___ DATA TO USE
//! Conversation event types shared across the vox crates.
//!
//! Events are produced by the live session transport and appended to the
//! display order. They are immutable once created.

use std::fmt;

use serde::{Deserialize, Serialize};

/// Who authored a conversation event.
#[derive(Debug, Clone, Copy, PartialEq, Eq, Hash, Serialize, Deserialize)]
#[serde(rename_all = "lowercase")]
pub enum Speaker {
    User,
    Agent,
}

impl Speaker {
    pub fn as_str(self) -> &'static str {
        match self {
            Speaker::User => "user",
            Speaker::Agent => "agent",
        }
    }
}

impl fmt::Display for Speaker {
    fn fmt(&self, f: &mut fmt::Formatter<'_>) -> fmt::Result {
        f.write_str(self.as_str())
    }
}

/// A diagnostic timing sample reported by the session.
#[derive(Debug, Clone, PartialEq, Serialize, Deserialize)]
pub struct LatencyMeasurement {
    pub value: f64,
    pub unit: String,
    pub label: String,
}

impl fmt::Display for LatencyMeasurement {
    fn fmt(&self, f: &mut fmt::Formatter<'_>) -> fmt::Result {
        write!(f, "{}: {} {}", self.label, self.value, self.unit)
    }
}

/// One entry of the display order.
///
/// Serialized as internally tagged JSON, one object per line:
///
/// ```json
/// {"type":"user_utterance","text":"hi"}
/// {"type":"latency_measurement","value":412.0,"unit":"ms","label":"Total latency"}
/// ```
#[derive(Debug, Clone, PartialEq, Serialize, Deserialize)]
#[serde(tag = "type", rename_all = "snake_case")]
pub enum Event {
    UserUtterance { text: String },
    AgentUtterance { text: String },
    LatencyMeasurement(LatencyMeasurement),
}

impl Event {
    pub fn user(text: impl Into<String>) -> Self {
        Event::UserUtterance { text: text.into() }
    }

    pub fn agent(text: impl Into<String>) -> Self {
        Event::AgentUtterance { text: text.into() }
    }

    pub fn latency(value: f64, unit: impl Into<String>, label: impl Into<String>) -> Self {
        Event::LatencyMeasurement(LatencyMeasurement {
            value,
            unit: unit.into(),
            label: label.into(),
        })
    }

    /// Returns the speaker for conversation events, `None` for measurements.
    pub fn speaker(&self) -> Option<Speaker> {
        match self {
            Event::UserUtterance { .. } => Some(Speaker::User),
            Event::AgentUtterance { .. } => Some(Speaker::Agent),
            Event::LatencyMeasurement(_) => None,
        }
    }

    /// Returns the utterance text for conversation events.
    pub fn text(&self) -> Option<&str> {
        match self {
            Event::UserUtterance { text } | Event::AgentUtterance { text } => Some(text),
            Event::LatencyMeasurement(_) => None,
        }
    }

    pub fn is_conversation(&self) -> bool {
        self.speaker().is_some()
    }
}

#[cfg(test)]
mod tests {
    use super::*;

    #[test]
    fn test_event_json_shape() {
        let event: Event =
            serde_json::from_str(r#"{"type":"agent_utterance","text":"hello"}"#).unwrap();
        assert_eq!(event, Event::agent("hello"));

        let latency: Event = serde_json::from_str(
            r#"{"type":"latency_measurement","value":412.5,"unit":"ms","label":"Total"}"#,
        )
        .unwrap();
        assert_eq!(latency, Event::latency(412.5, "ms", "Total"));
    }

    #[test]
    fn test_unknown_variant_is_rejected() {
        let result = serde_json::from_str::<Event>(r#"{"type":"tool_call","text":"x"}"#);
        assert!(result.is_err());
    }

    #[test]
    fn test_speaker_projection() {
        assert_eq!(Event::user("a").speaker(), Some(Speaker::User));
        assert_eq!(Event::agent("a").speaker(), Some(Speaker::Agent));
        assert_eq!(Event::latency(1.0, "ms", "x").speaker(), None);
        assert!(!Event::latency(1.0, "ms", "x").is_conversation());
    }

    #[test]
    fn test_latency_display() {
        let Event::LatencyMeasurement(m) = Event::latency(412.0, "ms", "Total latency") else {
            unreachable!()
        };
        assert_eq!(m.to_string(), "Total latency: 412 ms");
    }
}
______
TASK REQUIREMENTS - Show all lines above holding the word "Deserialize".

ANSWER TO THE EXERCISE -
use serde::{Deserialize, Serialize};
#[derive(Debug, Clone, Copy, PartialEq, Eq, Hash, Serialize, Deserialize)]
#[derive(Debug, Clone, PartialEq, Serialize, Deserialize)]
#[derive(Debug, Clone, PartialEq, Serialize, Deserialize)]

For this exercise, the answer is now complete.